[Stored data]
++++

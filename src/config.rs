//! Configuration handling for the TUI

use crate::state::Role;
use anyhow::Result;
use directories::ProjectDirs;
use serde::{Deserialize, Serialize};
use std::fs;
use std::path::PathBuf;

/// Administrator email used when none is configured
pub const DEFAULT_ADMIN_EMAIL: &str = "admin@gmail.com";

const DATA_DIR_ENV: &str = "AGRILINK_DATA_DIR";
const REGIONS_ENV: &str = "AGRILINK_REGIONS";
const ADMIN_EMAIL_ENV: &str = "AGRILINK_ADMIN_EMAIL";

/// User configuration for the TUI
#[derive(Debug, Clone, Serialize, Deserialize, Default, PartialEq)]
pub struct TuiConfig {
    /// Directory holding the document store and the log file
    pub data_dir: Option<PathBuf>,
    /// State/district JSON file replacing the bundled one
    pub regions_path: Option<PathBuf>,
    /// Email that signs in to the admin panel
    pub admin_email: Option<String>,
    /// Role preselected on the login screen
    pub default_role: Option<String>,
    /// Email prefilled on the login screen
    pub last_email: Option<String>,
}

impl TuiConfig {
    fn project_dirs() -> Option<ProjectDirs> {
        ProjectDirs::from("io", "agrilink", "agrilink-tui")
    }

    /// Get the config file path
    fn config_path() -> Option<PathBuf> {
        Self::project_dirs().map(|dirs| dirs.config_dir().join("config.json"))
    }

    /// Load configuration from file, then apply environment overrides
    pub fn load() -> Result<Self> {
        let mut config = match Self::config_path() {
            Some(path) if path.exists() => {
                let content = fs::read_to_string(&path)?;
                serde_json::from_str(&content)?
            }
            _ => Self::default(),
        };
        config.apply_overrides(|key| std::env::var(key).ok());
        Ok(config)
    }

    /// Save configuration to file
    pub fn save(&self) -> Result<()> {
        if let Some(path) = Self::config_path() {
            if let Some(parent) = path.parent() {
                fs::create_dir_all(parent)?;
            }
            let content = serde_json::to_string_pretty(self)?;
            fs::write(&path, content)?;
        }
        Ok(())
    }

    /// Apply `AGRILINK_*` overrides from the given lookup
    fn apply_overrides(&mut self, lookup: impl Fn(&str) -> Option<String>) {
        if let Some(dir) = lookup(DATA_DIR_ENV).filter(|v| !v.is_empty()) {
            self.data_dir = Some(PathBuf::from(dir));
        }
        if let Some(path) = lookup(REGIONS_ENV).filter(|v| !v.is_empty()) {
            self.regions_path = Some(PathBuf::from(path));
        }
        if let Some(email) = lookup(ADMIN_EMAIL_ENV).filter(|v| !v.is_empty()) {
            self.admin_email = Some(email);
        }
    }

    /// Resolved data directory
    pub fn data_dir(&self) -> PathBuf {
        self.data_dir
            .clone()
            .or_else(|| Self::project_dirs().map(|dirs| dirs.data_dir().to_path_buf()))
            .unwrap_or_else(|| PathBuf::from(".agrilink"))
    }

    /// Path of the JSON document store
    pub fn store_path(&self) -> PathBuf {
        self.data_dir().join("store.json")
    }

    pub fn log_path(&self) -> PathBuf {
        self.data_dir().join("agrilink-tui.log")
    }

    pub fn admin_email(&self) -> &str {
        self.admin_email.as_deref().unwrap_or(DEFAULT_ADMIN_EMAIL)
    }

    pub fn default_role(&self) -> Role {
        self.default_role
            .as_deref()
            .and_then(Role::parse)
            .unwrap_or_default()
    }

    /// Remember the last successful login
    pub fn remember_login(&mut self, email: &str, role: Option<Role>) {
        self.last_email = Some(email.to_string());
        if let Some(role) = role {
            self.default_role = Some(role.as_str().to_string());
        }
    }
}
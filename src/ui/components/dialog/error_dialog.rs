//! Error dialog component

use super::base::{key_hint, render_dialog, DialogConfig};
use ratatui::{style::Color, text::Span, Frame};

/// Render an error dialog overlay centered on the screen
pub fn render_error_dialog(frame: &mut Frame, error_message: &str, remaining: usize) {
    let mut hint = vec![Span::raw("Press ")];
    hint.extend(key_hint("Enter", " or "));
    hint.extend(key_hint("Esc", " to dismiss"));
    if remaining > 0 {
        hint.push(Span::raw(format!(" ({remaining} more)")));
    }

    render_dialog(
        frame,
        DialogConfig {
            title: "Error",
            accent: Color::Red,
            message: error_message,
            hint,
            max_width: 60,
        },
    );
}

++++

--- Work task ---
Which of the lines above include the word "filename"? List those lines.

--- Result below ---
filename src/config.rs
filename src/ui/components/dialog/error_dialog.rs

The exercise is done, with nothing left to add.